//! Synthetic multi-channel waveform living inside the register space.
//!
//! The region holds `waveforms * points` 16-bit samples (native byte order) starting at
//! [`WaveformLayout::offset`]. Its state is never stored separately: the first sample doubles as
//! a sentinel, zero meaning "not seeded yet". Writing zero to that sample through a scalar command
//! therefore makes the next [`advance`] re-seed the whole region.

use pcisim_mem::{RegisterResult, RegisterSpace};

pub const SAMPLE_BYTES: usize = 2;

#[derive(Debug, Clone, Copy, PartialEq, Eq)]
pub struct WaveformLayout {
    /// Byte offset of sample 0 in the register space.
    pub offset: u32,
    /// Number of waveforms (channels).
    pub waveforms: u32,
    /// Samples per waveform.
    pub points: u32,
}

impl WaveformLayout {
    pub fn sample_count(&self) -> u64 {
        u64::from(self.waveforms) * u64::from(self.points)
    }

    pub fn byte_len(&self) -> u64 {
        self.sample_count() * SAMPLE_BYTES as u64
    }

    /// Byte offset of `index` within the register space.
    pub fn sample_offset(&self, index: u32) -> Option<u32> {
        if u64::from(index) >= self.sample_count() {
            return None;
        }
        index
            .checked_mul(SAMPLE_BYTES as u32)
            .and_then(|rel| self.offset.checked_add(rel))
    }

    fn region<'a>(&self, regs: &'a RegisterSpace) -> RegisterResult<&'a [u8]> {
        regs.slice(self.offset, self.byte_len() as usize)
    }

    fn region_mut<'a>(&self, regs: &'a mut RegisterSpace) -> RegisterResult<&'a mut [u8]> {
        regs.slice_mut(self.offset, self.byte_len() as usize)
    }
}

#[derive(Debug, Clone, Copy, PartialEq, Eq)]
pub enum WaveformState {
    Uninitialized,
    Initialized,
}

#[derive(Debug, Clone, Copy, PartialEq, Eq)]
pub enum WaveformTransition {
    /// Region was uninitialized and has been filled with `1, 2, 3, ...`.
    Seeded,
    /// Every sample was incremented by one (wrapping).
    Advanced,
}

/// Derives the region state from the sentinel sample.
pub fn state(regs: &RegisterSpace, layout: &WaveformLayout) -> RegisterResult<WaveformState> {
    Ok(if regs.read_u16(layout.offset)? == 0 {
        WaveformState::Uninitialized
    } else {
        WaveformState::Initialized
    })
}

/// Moves the waveform one step forward.
///
/// Uninitialized regions get `sample[i] = i + 1` (truncated to 16 bits); initialized ones get
/// `sample[i] += 1` with wraparound at 65535.
pub fn advance(
    regs: &mut RegisterSpace,
    layout: &WaveformLayout,
) -> RegisterResult<WaveformTransition> {
    let transition = match state(regs, layout)? {
        WaveformState::Uninitialized => WaveformTransition::Seeded,
        WaveformState::Initialized => WaveformTransition::Advanced,
    };

    let region = layout.region_mut(regs)?;
    for (i, sample) in region.chunks_exact_mut(SAMPLE_BYTES).enumerate() {
        let next = match transition {
            WaveformTransition::Seeded => (i as u16).wrapping_add(1),
            WaveformTransition::Advanced => {
                u16::from_ne_bytes([sample[0], sample[1]]).wrapping_add(1)
            }
        };
        sample.copy_from_slice(&next.to_ne_bytes());
    }

    tracing::trace!(
        offset = layout.offset,
        samples = layout.sample_count(),
        ?transition,
        "waveform stepped"
    );
    Ok(transition)
}

/// Decodes the whole region into samples.
pub fn samples(regs: &RegisterSpace, layout: &WaveformLayout) -> RegisterResult<Vec<u16>> {
    Ok(layout
        .region(regs)?
        .chunks_exact(SAMPLE_BYTES)
        .map(|b| u16::from_ne_bytes([b[0], b[1]]))
        .collect())
}

#[cfg(test)]
mod tests {
    use super::*;

    const LAYOUT: WaveformLayout = WaveformLayout {
        offset: 0x40,
        waveforms: 2,
        points: 4,
    };

    #[test]
    fn layout_geometry() {
        assert_eq!(LAYOUT.sample_count(), 8);
        assert_eq!(LAYOUT.byte_len(), 16);
        assert_eq!(LAYOUT.sample_offset(0), Some(0x40));
        assert_eq!(LAYOUT.sample_offset(7), Some(0x4E));
        assert_eq!(LAYOUT.sample_offset(8), None);
    }

    #[test]
    fn seed_then_advance() {
        let mut regs = RegisterSpace::new(0x100);
        assert_eq!(state(&regs, &LAYOUT).unwrap(), WaveformState::Uninitialized);

        assert_eq!(advance(&mut regs, &LAYOUT).unwrap(), WaveformTransition::Seeded);
        assert_eq!(state(&regs, &LAYOUT).unwrap(), WaveformState::Initialized);
        assert_eq!(samples(&regs, &LAYOUT).unwrap(), vec![1, 2, 3, 4, 5, 6, 7, 8]);

        assert_eq!(advance(&mut regs, &LAYOUT).unwrap(), WaveformTransition::Advanced);
        assert_eq!(samples(&regs, &LAYOUT).unwrap(), vec![2, 3, 4, 5, 6, 7, 8, 9]);
    }

    #[test]
    fn bytes_outside_the_region_are_untouched() {
        let mut regs = RegisterSpace::new(0x100);
        regs.write_u8(0x3F, 0x11).unwrap();
        regs.write_u8(0x50, 0x22).unwrap();
        advance(&mut regs, &LAYOUT).unwrap();
        assert_eq!(regs.read_u8(0x3F).unwrap(), 0x11);
        assert_eq!(regs.read_u8(0x50).unwrap(), 0x22);
    }

    #[test]
    fn region_past_the_end_is_reported() {
        let mut regs = RegisterSpace::new(0x44);
        assert!(advance(&mut regs, &LAYOUT).is_err());
        assert!(regs.slice(0, 0x44).unwrap().iter().all(|b| *b == 0));
    }
}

---------------

◆ Task item
Search the entries above for "unwrap". Show every line that has it.

◆ Result of the exercise
        assert_eq!(state(&regs, &LAYOUT).unwrap(), WaveformState::Uninitialized);
        assert_eq!(advance(&mut regs, &LAYOUT).unwrap(), WaveformTransition::Seeded);
        assert_eq!(state(&regs, &LAYOUT).unwrap(), WaveformState::Initialized);
        assert_eq!(samples(&regs, &LAYOUT).unwrap(), vec![1, 2, 3, 4, 5, 6, 7, 8]);
        assert_eq!(advance(&mut regs, &LAYOUT).unwrap(), WaveformTransition::Advanced);
        assert_eq!(samples(&regs, &LAYOUT).unwrap(), vec![2, 3, 4, 5, 6, 7, 8, 9]);
        regs.write_u8(0x3F, 0x11).unwrap();
        regs.write_u8(0x50, 0x22).unwrap();
        advance(&mut regs, &LAYOUT).unwrap();
        assert_eq!(regs.read_u8(0x3F).unwrap(), 0x11);
        assert_eq!(regs.read_u8(0x50).unwrap(), 0x22);
        assert!(regs.slice(0, 0x44).unwrap().iter().all(|b| *b == 0));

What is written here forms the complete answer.